Michigan teen pleads guilty to threatening antisemitic mass shooting

The 19-year-old referenced other mass shooters in Instagram messages, according to prosecutors

Josh Marcus
San Francisco
Thursday 16 November 2023 19:25 EST
Antisemitic messages projected onto University of Pennsylvania buildings

A Michigan teen has pleaded guilty to threatening to carry out a mass shooting against an area synagogue.

Seann Pietila, 19, spent months on Instagram exchanging messages about an alleged plot while quoting Nazi slogans and telling a fellow social media user he hoped the shooting would inspire people to “take arms against the Jewish controlled state” and “be the tipping point for others like us,” according to court documents.

The messages also captured Pietila, who pleaded guilty to transmitting threatening communications in interstate commerce, speaking admiringly about the 2019 Christchurch mosque shootings, where 51 people were killed.

Later, an FBI search of his home revealed weapons, a tactical vest, and a Nazi flag.

The teen’s iPhone notes app also featured the name of an East Lansing synagogue, a date and a list of weapons.

“When free speech crosses a line and becomes a threat of violence against another, the full investigative resources of the FBI will be deployed,” Cheyvoryea Gibson, special agent in charge of the FBI in Michigan wrote in a statement. “Thanks to the coordinated efforts of our state and local law enforcement partners, we were able to disrupt the defendant before he could put his plans into action.

Seann Pietila, 19, of Pickford, Michigan, pleaded guilty to a federal charge for violent threats he made online. This is information found on his phone, say prosecutors

Pietila, who will be sentenced in March, faces up to five years in prison, a $250,000 fine, and three years of supervised release.

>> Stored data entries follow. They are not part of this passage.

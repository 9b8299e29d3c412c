//! Rule violation entity - Append-only record of a reported violation.
//!
//! The penalty is snapshotted at the moment of the report. `penalty` is the
//! nominal amount from the rule; `points_deducted` is what the clamped balance
//! update actually removed, which is smaller when the child could not cover it.

use sea_orm::entity::prelude::*;
use serde::{Deserialize, Serialize};

/// Violation record database model
#[derive(Clone, Debug, PartialEq, Eq, DeriveEntityModel, Serialize, Deserialize)]
#[sea_orm(table_name = "child_rules_violations")]
pub struct Model {
    /// Unique identifier for the record
    #[sea_orm(primary_key)]
    pub id: i64,
    /// Child who violated the rule
    pub child_id: i64,
    /// Rule that was violated
    pub rule_id: i64,
    /// Rule label at the time of the violation
    pub rule_label: String,
    /// Nominal penalty at the time of the violation
    pub penalty: i64,
    /// Points actually removed from the balance
    pub points_deducted: i64,
    /// When the violation was reported
    pub violated_at: DateTimeUtc,
}

/// Defines relationships between violation records and other entities
#[derive(Copy, Clone, Debug, EnumIter, DeriveRelation)]
pub enum Relation {
    /// Each record belongs to one child
    #[sea_orm(
        belongs_to = "super::child::Entity",
        from = "Column::ChildId",
        to = "super::child::Column::Id"
    )]
    Child,
    /// Each record references one rule
    #[sea_orm(
        belongs_to = "super::rule::Entity",
        from = "Column::RuleId",
        to = "super::rule::Column::Id"
    )]
    Rule,
}

impl Related<super::child::Entity> for Entity {
    fn to() -> RelationDef {
        Relation::Child.def()
    }
}

impl Related<super::rule::Entity> for Entity {
    fn to() -> RelationDef {
        Relation::Rule.def()
    }
}

impl ActiveModelBehavior for ActiveModel {}
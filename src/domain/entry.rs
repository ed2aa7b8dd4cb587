use chrono::{DateTime, Utc};
use serde::{Deserialize, Serialize};

/// One signed balance delta posted against one account. Entries are
/// append-only: once written they are never updated or deleted.
#[derive(Debug, Clone, PartialEq, Eq, Serialize, Deserialize)]
pub struct Entry {
    pub id: i64,
    pub account_id: i64,
    /// Can be negative (money leaving the account).
    pub amount: i64,
    pub created_at: DateTime<Utc>,
}
#[derive(Debug, thiserror::Error)]
pub enum Error {
    #[error("account {0} not found")]
    AccountNotFound(i64),

    #[error("constraint violation: {0}")]
    Constraint(String),

    #[error("concurrency conflict: {0}")]
    Concurrency(String),

    #[error("transaction cancelled")]
    Cancelled,

    /// The unit of work failed and the rollback failed too. Neither cause is
    /// dropped: the original failure is the std error source, the rollback
    /// failure rides along.
    #[error("tx err: {source}; rollback err: {rollback}")]
    RollbackFailed {
        source: Box<Error>,
        rollback: Box<Error>,
    },
}
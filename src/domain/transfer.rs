use chrono::{DateTime, Utc};
use serde::{Deserialize, Serialize};

/// A logical money movement between two accounts, always backed by exactly
/// two offsetting entries.
#[derive(Debug, Clone, PartialEq, Eq, Serialize, Deserialize)]
pub struct Transfer {
    pub id: i64,
    pub from_account_id: i64,
    pub to_account_id: i64,
    /// Always positive; the direction lives in the account ids.
    pub amount: i64,
    pub created_at: DateTime<Utc>,
}
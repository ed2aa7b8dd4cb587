use std::sync::Arc;
use std::sync::atomic::{AtomicBool, Ordering};

use uuid::Uuid;

/// Per-call context for one transactional operation: a correlation id for
/// tracing concurrent transactions, plus a cancellation flag.
///
/// The trace id is passed explicitly and shows up on every log event the
/// transaction emits, so interleavings of concurrent transfers can be read
/// straight out of the logs.
#[derive(Debug, Clone)]
pub struct TxContext {
    trace_id: Uuid,
    cancelled: Arc<AtomicBool>,
}

impl TxContext {
    pub fn new() -> Self {
        Self {
            trace_id: Uuid::new_v4(),
            cancelled: Arc::new(AtomicBool::new(false)),
        }
    }

    pub fn trace_id(&self) -> Uuid {
        self.trace_id
    }

    pub fn is_cancelled(&self) -> bool {
        self.cancelled.load(Ordering::SeqCst)
    }

    /// A handle the caller can keep to cancel the operation from another
    /// task. Cancellation is honored up to the point commit is issued.
    pub fn cancel_handle(&self) -> CancelHandle {
        CancelHandle(Arc::clone(&self.cancelled))
    }
}

impl Default for TxContext {
    fn default() -> Self {
        Self::new()
    }
}

#[derive(Debug, Clone)]
pub struct CancelHandle(Arc<AtomicBool>);

impl CancelHandle {
    pub fn cancel(&self) {
        self.0.store(true, Ordering::SeqCst);
    }
}
use std::collections::HashMap;
use std::sync::Arc;
use std::sync::atomic::{AtomicI64, Ordering};
use std::time::Duration;

use async_trait::async_trait;
use chrono::Utc;
use tokio::sync::{Mutex, OwnedMutexGuard, RwLock};
use tokio::time::timeout;
use tracing::debug;

use crate::domain::{Account, Entry, Error, LedgerStore, StorageEngine, Transfer, TxHandle};

/// How long a transaction waits for another transaction's row lock before
/// the wait is reported as a concurrency conflict, the way a relational
/// engine's deadlock detector would rather than blocking forever.
const LOCK_WAIT_TIMEOUT: Duration = Duration::from_secs(5);

/// An in-memory storage engine with strict two-phase locking per account
/// row. Balance updates take the row lock and hold it until commit or
/// rollback; transfer and entry rows are staged inside the transaction and
/// published atomically at commit. Committed reads never block on a held
/// row lock.
#[derive(Debug, Clone, Default)]
pub struct MemoryStore {
    inner: Arc<Inner>,
}

#[derive(Debug, Default)]
struct Inner {
    accounts: RwLock<HashMap<i64, Arc<AccountRow>>>,
    transfers: RwLock<HashMap<i64, Transfer>>,
    entries: RwLock<HashMap<i64, Entry>>,
    account_seq: Sequence,
    transfer_seq: Sequence,
    entry_seq: Sequence,
}

#[derive(Debug)]
struct AccountRow {
    /// The row write lock. Held from the first balance update until the
    /// owning transaction commits or rolls back.
    lock: Arc<Mutex<()>>,
    /// Last committed value. Readers see this regardless of who holds the
    /// row lock.
    committed: RwLock<Account>,
}

/// Monotonically increasing, never-reused ids starting at 1. Ids handed to a
/// transaction that later rolls back are simply skipped, like a database
/// sequence.
#[derive(Debug)]
struct Sequence(AtomicI64);

impl Default for Sequence {
    fn default() -> Self {
        Self(AtomicI64::new(1))
    }
}

impl Sequence {
    fn next(&self) -> i64 {
        self.0.fetch_add(1, Ordering::Relaxed)
    }
}

impl MemoryStore {
    pub fn new() -> Self {
        Self::default()
    }

    /// Creates an account with the given opening balance and returns it.
    pub async fn create_account(
        &self,
        owner: impl Into<String>,
        currency: impl Into<String>,
        balance: i64,
    ) -> Account {
        let account = Account {
            id: self.inner.account_seq.next(),
            owner: owner.into(),
            balance,
            currency: currency.into(),
            created_at: Utc::now(),
        };
        let row = Arc::new(AccountRow {
            lock: Arc::new(Mutex::new(())),
            committed: RwLock::new(account.clone()),
        });
        self.inner.accounts.write().await.insert(account.id, row);
        account
    }

    /// Last committed state of the account.
    pub async fn get_account(&self, account_id: i64) -> Result<Account, Error> {
        let row = self.inner.row(account_id).await?;
        let account = row.committed.read().await.clone();
        Ok(account)
    }

    pub async fn get_transfer(&self, transfer_id: i64) -> Option<Transfer> {
        self.inner.transfers.read().await.get(&transfer_id).cloned()
    }

    pub async fn get_entry(&self, entry_id: i64) -> Option<Entry> {
        self.inner.entries.read().await.get(&entry_id).cloned()
    }

    /// Committed transfers between the given pair, any amount, unordered.
    pub async fn list_transfers(&self, from_account_id: i64, to_account_id: i64) -> Vec<Transfer> {
        self.inner
            .transfers
            .read()
            .await
            .values()
            .filter(|t| t.from_account_id == from_account_id && t.to_account_id == to_account_id)
            .cloned()
            .collect()
    }

    /// Committed entries posted against the given account.
    pub async fn list_entries(&self, account_id: i64) -> Vec<Entry> {
        self.inner
            .entries
            .read()
            .await
            .values()
            .filter(|e| e.account_id == account_id)
            .cloned()
            .collect()
    }
}

/// The top-level store offers the same operation set as a transaction
/// handle, each call delegating to a single-operation transaction
/// (autocommit).
#[async_trait]
impl LedgerStore for MemoryStore {
    async fn create_transfer(
        &mut self,
        from_account_id: i64,
        to_account_id: i64,
        amount: i64,
    ) -> Result<Transfer, Error> {
        let mut tx = self.begin().await?;
        let transfer = tx
            .create_transfer(from_account_id, to_account_id, amount)
            .await?;
        tx.commit().await?;
        Ok(transfer)
    }

    async fn create_entry(&mut self, account_id: i64, amount: i64) -> Result<Entry, Error> {
        let mut tx = self.begin().await?;
        let entry = tx.create_entry(account_id, amount).await?;
        tx.commit().await?;
        Ok(entry)
    }

    async fn add_account_balance(
        &mut self,
        account_id: i64,
        delta: i64,
    ) -> Result<Account, Error> {
        let mut tx = self.begin().await?;
        let account = tx.add_account_balance(account_id, delta).await?;
        tx.commit().await?;
        Ok(account)
    }

    async fn get_account(&self, account_id: i64) -> Result<Account, Error> {
        MemoryStore::get_account(self, account_id).await
    }
}

impl Inner {
    async fn row(&self, account_id: i64) -> Result<Arc<AccountRow>, Error> {
        self.accounts
            .read()
            .await
            .get(&account_id)
            .cloned()
            .ok_or(Error::AccountNotFound(account_id))
    }
}

#[async_trait]
impl StorageEngine for MemoryStore {
    type Tx = MemoryTx;

    async fn begin(&self) -> Result<MemoryTx, Error> {
        Ok(MemoryTx {
            inner: Arc::clone(&self.inner),
            held: HashMap::new(),
            staged_transfers: Vec::new(),
            staged_entries: Vec::new(),
        })
    }
}

/// One open transaction against a [`MemoryStore`].
pub struct MemoryTx {
    inner: Arc<Inner>,
    held: HashMap<i64, HeldRow>,
    staged_transfers: Vec<Transfer>,
    staged_entries: Vec<Entry>,
}

struct HeldRow {
    row: Arc<AccountRow>,
    /// Keeps the row lock until the transaction ends.
    _guard: OwnedMutexGuard<()>,
    pending: Account,
}

impl MemoryTx {
    async fn ensure_account(&self, account_id: i64) -> Result<(), Error> {
        if self.held.contains_key(&account_id) {
            return Ok(());
        }
        self.inner.row(account_id).await.map(|_| ())
    }
}
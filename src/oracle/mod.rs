//! Detection and tracking oracles.
//!
//! The pipeline never runs a model itself. It talks to an oracle through one
//! of the two traits below, which keeps the model swappable and lets tests
//! drive the controllers with scripted output.
//!
//! - `ReplayOracle`: recorded oracle output, one entry per frame
//! - `TractYoloOracle`: YOLOv8 ONNX model on tract (feature: backend-tract)
//! - `IouTracker`: identities for any detection oracle by IoU association

use anyhow::Result;
use serde::{Deserialize, Serialize};
use std::collections::BTreeSet;
use std::path::Path;

use crate::config::PipelineConfig;
use crate::error::PipelineError;
use crate::frame::Frame;

mod iou_tracker;
mod replay;
#[cfg(feature = "backend-tract")]
mod tract;

pub use iou_tracker::IouTracker;
pub use replay::ReplayOracle;
#[cfg(feature = "backend-tract")]
pub use tract::TractYoloOracle;

/// One scored box as emitted by a detection oracle.
#[derive(Clone, Debug, PartialEq, Serialize, Deserialize)]
pub struct RawDetection {
    pub class_id: u32,
    pub confidence: f32,
    /// `[x1, y1, x2, y2]` in frame pixels.
    pub bbox: [f32; 4],
}

/// One scored box from a tracking oracle, with its track id when associated.
#[derive(Clone, Debug, PartialEq, Serialize, Deserialize)]
pub struct TrackedDetection {
    pub class_id: u32,
    pub confidence: f32,
    pub bbox: [f32; 4],
    #[serde(default, rename = "id", skip_serializing_if = "Option::is_none")]
    pub identity: Option<u64>,
}

/// Stateless per-call scoring.
pub trait DetectionOracle {
    /// Oracle identifier for logs.
    fn name(&self) -> &str;

    /// Score one frame.
    ///
    /// Implementations return only boxes with `confidence >= threshold` whose
    /// class is in `allowed`. Emission order is kept by the caller.
    fn detect(
        &mut self,
        frame: &Frame,
        threshold: f32,
        allowed: &BTreeSet<u32>,
    ) -> Result<Vec<RawDetection>>;
}

/// Stateful tracking across calls on one stream.
///
/// Identities are issued by the implementation; callers never assign or
/// rewrite them.
pub trait TrackingOracle {
    fn name(&self) -> &str;

    /// Score one frame, carrying track state over from previous calls when `persist` is set.
    fn track(&mut self, frame: &Frame, persist: bool) -> Result<Vec<TrackedDetection>>;
}

impl<T: DetectionOracle + ?Sized> DetectionOracle for Box<T> {
    fn name(&self) -> &str {
        (**self).name()
    }

    fn detect(
        &mut self,
        frame: &Frame,
        threshold: f32,
        allowed: &BTreeSet<u32>,
    ) -> Result<Vec<RawDetection>> {
        (**self).detect(frame, threshold, allowed)
    }
}

impl<T: TrackingOracle + ?Sized> TrackingOracle for Box<T> {
    fn name(&self) -> &str {
        (**self).name()
    }

    fn track(&mut self, frame: &Frame, persist: bool) -> Result<Vec<TrackedDetection>> {
        (**self).track(frame, persist)
    }
}

enum ModelKind {
    Replay,
    Onnx,
}

fn model_kind(model: &Path) -> crate::Result<ModelKind> {
    if !model.exists() {
        return Err(PipelineError::configuration(format!(
            "model artifact {} does not exist",
            model.display()
        )));
    }
    match model
        .extension()
        .and_then(|ext| ext.to_str())
        .map(|ext| ext.to_ascii_lowercase())
        .as_deref()
    {
        Some("json") => Ok(ModelKind::Replay),
        Some("onnx") => Ok(ModelKind::Onnx),
        _ => Err(PipelineError::configuration(format!(
            "unsupported model artifact {} (expected .onnx or .json)",
            model.display()
        ))),
    }
}

/// Open the detection oracle named by `config.model`.
pub fn open_detection_oracle(config: &PipelineConfig) -> crate::Result<Box<dyn DetectionOracle>> {
    match model_kind(&config.model)? {
        ModelKind::Replay => Ok(Box::new(ReplayOracle::load(&config.model)?)),
        ModelKind::Onnx => open_onnx(config, config.detection.nms_iou_threshold),
    }
}

/// Open the tracking oracle named by `config.model`.
///
/// A `.json` recording is replayed with its recorded identities; an `.onnx`
/// model is run per frame and tracked by IoU association.
pub fn open_tracking_oracle(config: &PipelineConfig) -> crate::Result<Box<dyn TrackingOracle>> {
    match model_kind(&config.model)? {
        ModelKind::Replay => Ok(Box::new(ReplayOracle::load(&config.model)?)),
        ModelKind::Onnx => {
            let detector = open_onnx(config, config.tracking.iou_threshold)?;
            Ok(Box::new(IouTracker::new(detector, config.tracking.iou_threshold)))
        }
    }
}

#[cfg(feature = "backend-tract")]
fn open_onnx(config: &PipelineConfig, nms_iou: f32) -> crate::Result<Box<dyn DetectionOracle>> {
    let oracle = TractYoloOracle::new(&config.model, config.inference_size, nms_iou)
        .map_err(|e| PipelineError::configuration(format!("{e:#}")))?;
    Ok(Box::new(oracle))
}

#[cfg(not(feature = "backend-tract"))]
fn open_onnx(config: &PipelineConfig, _nms_iou: f32) -> crate::Result<Box<dyn DetectionOracle>> {
    Err(PipelineError::configuration(format!(
        "{} needs the backend-tract feature",
        config.model.display()
    )))
}

/// Intersection over union of two `[x1, y1, x2, y2]` boxes.
pub(crate) fn iou(a: &[f32; 4], b: &[f32; 4]) -> f32 {
    let w = (a[2].min(b[2]) - a[0].max(b[0])).max(0.0);
    let h = (a[3].min(b[3]) - a[1].max(b[1])).max(0.0);
    let inter = w * h;
    let union = (a[2] - a[0]) * (a[3] - a[1]) + (b[2] - b[0]) * (b[3] - b[1]) - inter;
    if union <= 0.0 {
        0.0
    } else {
        inter / union
    }
}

As The Independent has reported, federal officials are warning of a rise in antisemitic and anti-Muslim hate crimes amid the ongoing Israel-Hamas war.

“This is a threat that is reaching, in some way, sort of historic levels,” FBI director Christopher Wray testified before Congress in October. “In fact, our statistics would indicate that for a group that represents only about 2.4 per cent of the American public, they account for something like 60 per cent of all religious-based hate crimes.”

The Anti-Defamation League, a civil rights group that tracks antisemitism and other forms of extremism, says it has seen a 400-per cent increase in antisemitic incidents across the US since the war started, from vandalism and assault to “anti-Israel rallies” and events with “implicit support for Hamas”.